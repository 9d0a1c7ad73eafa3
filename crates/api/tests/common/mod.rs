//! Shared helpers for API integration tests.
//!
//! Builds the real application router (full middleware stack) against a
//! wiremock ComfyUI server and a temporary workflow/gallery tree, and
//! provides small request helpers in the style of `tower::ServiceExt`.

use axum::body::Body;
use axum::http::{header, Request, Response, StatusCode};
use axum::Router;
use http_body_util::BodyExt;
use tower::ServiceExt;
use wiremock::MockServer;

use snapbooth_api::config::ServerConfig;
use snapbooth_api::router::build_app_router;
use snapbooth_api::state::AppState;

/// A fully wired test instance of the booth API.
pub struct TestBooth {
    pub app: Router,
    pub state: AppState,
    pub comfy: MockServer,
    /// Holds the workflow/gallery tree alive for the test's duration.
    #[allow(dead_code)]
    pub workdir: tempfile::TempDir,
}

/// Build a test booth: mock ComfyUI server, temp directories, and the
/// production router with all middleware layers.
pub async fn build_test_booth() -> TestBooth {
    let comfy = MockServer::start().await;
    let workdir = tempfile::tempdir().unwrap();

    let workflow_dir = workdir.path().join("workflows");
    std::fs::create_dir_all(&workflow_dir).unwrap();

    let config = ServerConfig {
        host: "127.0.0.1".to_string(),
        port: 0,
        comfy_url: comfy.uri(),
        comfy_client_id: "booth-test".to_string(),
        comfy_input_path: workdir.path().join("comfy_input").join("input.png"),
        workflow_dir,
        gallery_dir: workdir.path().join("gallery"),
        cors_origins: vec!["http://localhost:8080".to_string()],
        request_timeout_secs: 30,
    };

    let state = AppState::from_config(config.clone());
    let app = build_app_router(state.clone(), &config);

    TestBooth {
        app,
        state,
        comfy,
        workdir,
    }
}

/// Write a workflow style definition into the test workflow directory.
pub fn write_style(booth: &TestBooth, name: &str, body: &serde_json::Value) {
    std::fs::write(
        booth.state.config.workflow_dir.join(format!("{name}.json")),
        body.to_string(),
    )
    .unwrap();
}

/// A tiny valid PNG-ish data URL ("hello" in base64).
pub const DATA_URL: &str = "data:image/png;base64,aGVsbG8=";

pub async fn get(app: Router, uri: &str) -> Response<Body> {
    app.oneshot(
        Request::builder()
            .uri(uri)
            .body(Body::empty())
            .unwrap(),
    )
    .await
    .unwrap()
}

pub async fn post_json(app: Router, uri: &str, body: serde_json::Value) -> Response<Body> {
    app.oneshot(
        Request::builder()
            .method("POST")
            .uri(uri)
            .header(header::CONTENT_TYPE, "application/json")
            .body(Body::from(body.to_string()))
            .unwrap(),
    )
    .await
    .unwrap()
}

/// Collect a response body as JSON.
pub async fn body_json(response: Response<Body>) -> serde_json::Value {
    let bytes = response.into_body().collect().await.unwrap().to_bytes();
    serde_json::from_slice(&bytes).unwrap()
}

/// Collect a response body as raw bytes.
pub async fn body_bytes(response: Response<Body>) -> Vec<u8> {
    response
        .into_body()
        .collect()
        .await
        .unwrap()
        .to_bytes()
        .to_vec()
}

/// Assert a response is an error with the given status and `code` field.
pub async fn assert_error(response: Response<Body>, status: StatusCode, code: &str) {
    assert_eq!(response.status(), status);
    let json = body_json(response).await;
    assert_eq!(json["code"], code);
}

## TRY IT
What you give back should be only the lines of the records above, starting at the line with "use axum::body::Body;" and ending at the line with "pub struct TestBooth", restated word for word.

## ANSWER SECTION
use axum::body::Body;
use axum::http::{header, Request, Response, StatusCode};
use axum::Router;
use http_body_util::BodyExt;
use tower::ServiceExt;
use wiremock::MockServer;

use snapbooth_api::config::ServerConfig;
use snapbooth_api::router::build_app_router;
use snapbooth_api::state::AppState;

/// A fully wired test instance of the booth API.
pub struct TestBooth {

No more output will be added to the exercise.